Vuoi vedere che le voci che giravano ai primi di marzo sul suo nome come possibile nome di sintesi per un accordo (non chiamiamolo alleanza!) tra Pd e Cinquestelle potrebbero trasformarsi in qualche cosa di più serio, dopo l’ipnosi in cui il Pd sta vivendo nella nostra regione?

“L’alleanza tra Cinquestelle e Pd – ha spiegato Balzani – è secondo me più facile a livello locale che a livello nazionale. E la Liguria ha il dna della regione-laboratorio…”. Quindi? Traduciamo noi: Balzani potrebbe guidare la squadra di sperimentatori liguri a sinistra?

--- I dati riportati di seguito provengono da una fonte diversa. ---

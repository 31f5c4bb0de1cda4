//! Conversation messages and their session-scoped persistence.

pub mod history;

pub use history::ConversationStore;

use chrono::{DateTime, Local, Utc};
use serde::{Deserialize, Serialize};

/// Who produced a message.
#[derive(Debug, Clone, Copy, PartialEq, Eq, Serialize, Deserialize)]
#[serde(rename_all = "snake_case")]
pub enum Origin {
    User,
    #[serde(alias = "bot")]
    Agent,
}

impl std::fmt::Display for Origin {
    fn fmt(&self, f: &mut std::fmt::Formatter<'_>) -> std::fmt::Result {
        match self {
            Origin::User => write!(f, "user"),
            Origin::Agent => write!(f, "agent"),
        }
    }
}

/// One chat bubble. Immutable once created; ordering is insertion order.
#[derive(Debug, Clone, PartialEq, Eq, Serialize, Deserialize)]
pub struct Message {
    #[serde(alias = "type")]
    pub origin: Origin,
    pub text: String,
    /// Serialized as an RFC 3339 / ISO-8601 string.
    #[serde(alias = "timestamp")]
    pub sent_at: DateTime<Utc>,
}

impl Message {
    pub fn user(text: impl Into<String>) -> Self {
        Self::new(Origin::User, text)
    }

    pub fn agent(text: impl Into<String>) -> Self {
        Self::new(Origin::Agent, text)
    }

    fn new(origin: Origin, text: impl Into<String>) -> Self {
        Self {
            origin,
            text: text.into(),
            sent_at: Utc::now(),
        }
    }

    /// `HH:MM` in local time, as shown next to each bubble.
    pub fn time_label(&self) -> String {
        self.sent_at.with_timezone(&Local).format("%H:%M").to_string()
    }
}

L’avvocato è stata più volte evocata, nel passato, come possibile capolista del Pd e della sinistra in Liguria. Poi non se ne è fatto nulla. Oggi la situazione non solo è diventata molto fluida, ma si prepara, dopo la catastrofe del coronavirus ha sparigliare tutte le carte della politica. Se ci illudiamo (o si illudono i politici pre-virus) che si torni a prima, magari rimescolando un po’ le carte e soprattutto riverniciando i personaggi che sono stati sul palchetto della politica fino a oggi, anche per troppi anni, avremo (avranno) spiacevoli sorprese. I sondaggi nazionali danno in gran spolvero Conte e Zaia e questa tendenza la dice lunga. E’ ritornata, per fortuna nostra, la stagione dei sindaci sempre in prima linea. I partiti e i movimenti o quello che verrà fuori domani, dovranno per forza tenerne conto.

Il virus che ha cancellato una generazione di persone anziane così tragicamente e senza pietà umana, ha anche spazzato la politica a cui eravamo abituati. Quella spesso costruita con poche competenze, quella dei gravi errori, per esempio, nell’ organizzazione della sanità pubblica, della moltiplicazione della burocrazia, dell’improvvisazione assoluta, pagati con un lugubre esercito di vittime innocenti.

Una politica nuova, forte per caricarsi sulle spalle il peso enorme di una ricostruzione .  Ma soprattutto, i cittadini, a quanto si legge e si ascolta in questi giorni di lockdown, vogliono due requisiti: il merito e la competenza. Chi fa politica, chi vuole governare, deve avere tutte le carte in regola per farlo. Le vecchie scuole della politica non esistono più: vale il lavoro sul campo. Non servono più i “baciati dalla fortuna” che, in quattro e quattr’otto si trovano catapultati a Montecitorio. Senza arte né parte.
Gli elettori chiedono di leggere i curricula dei candidati. Il problema è che bisogna possederli.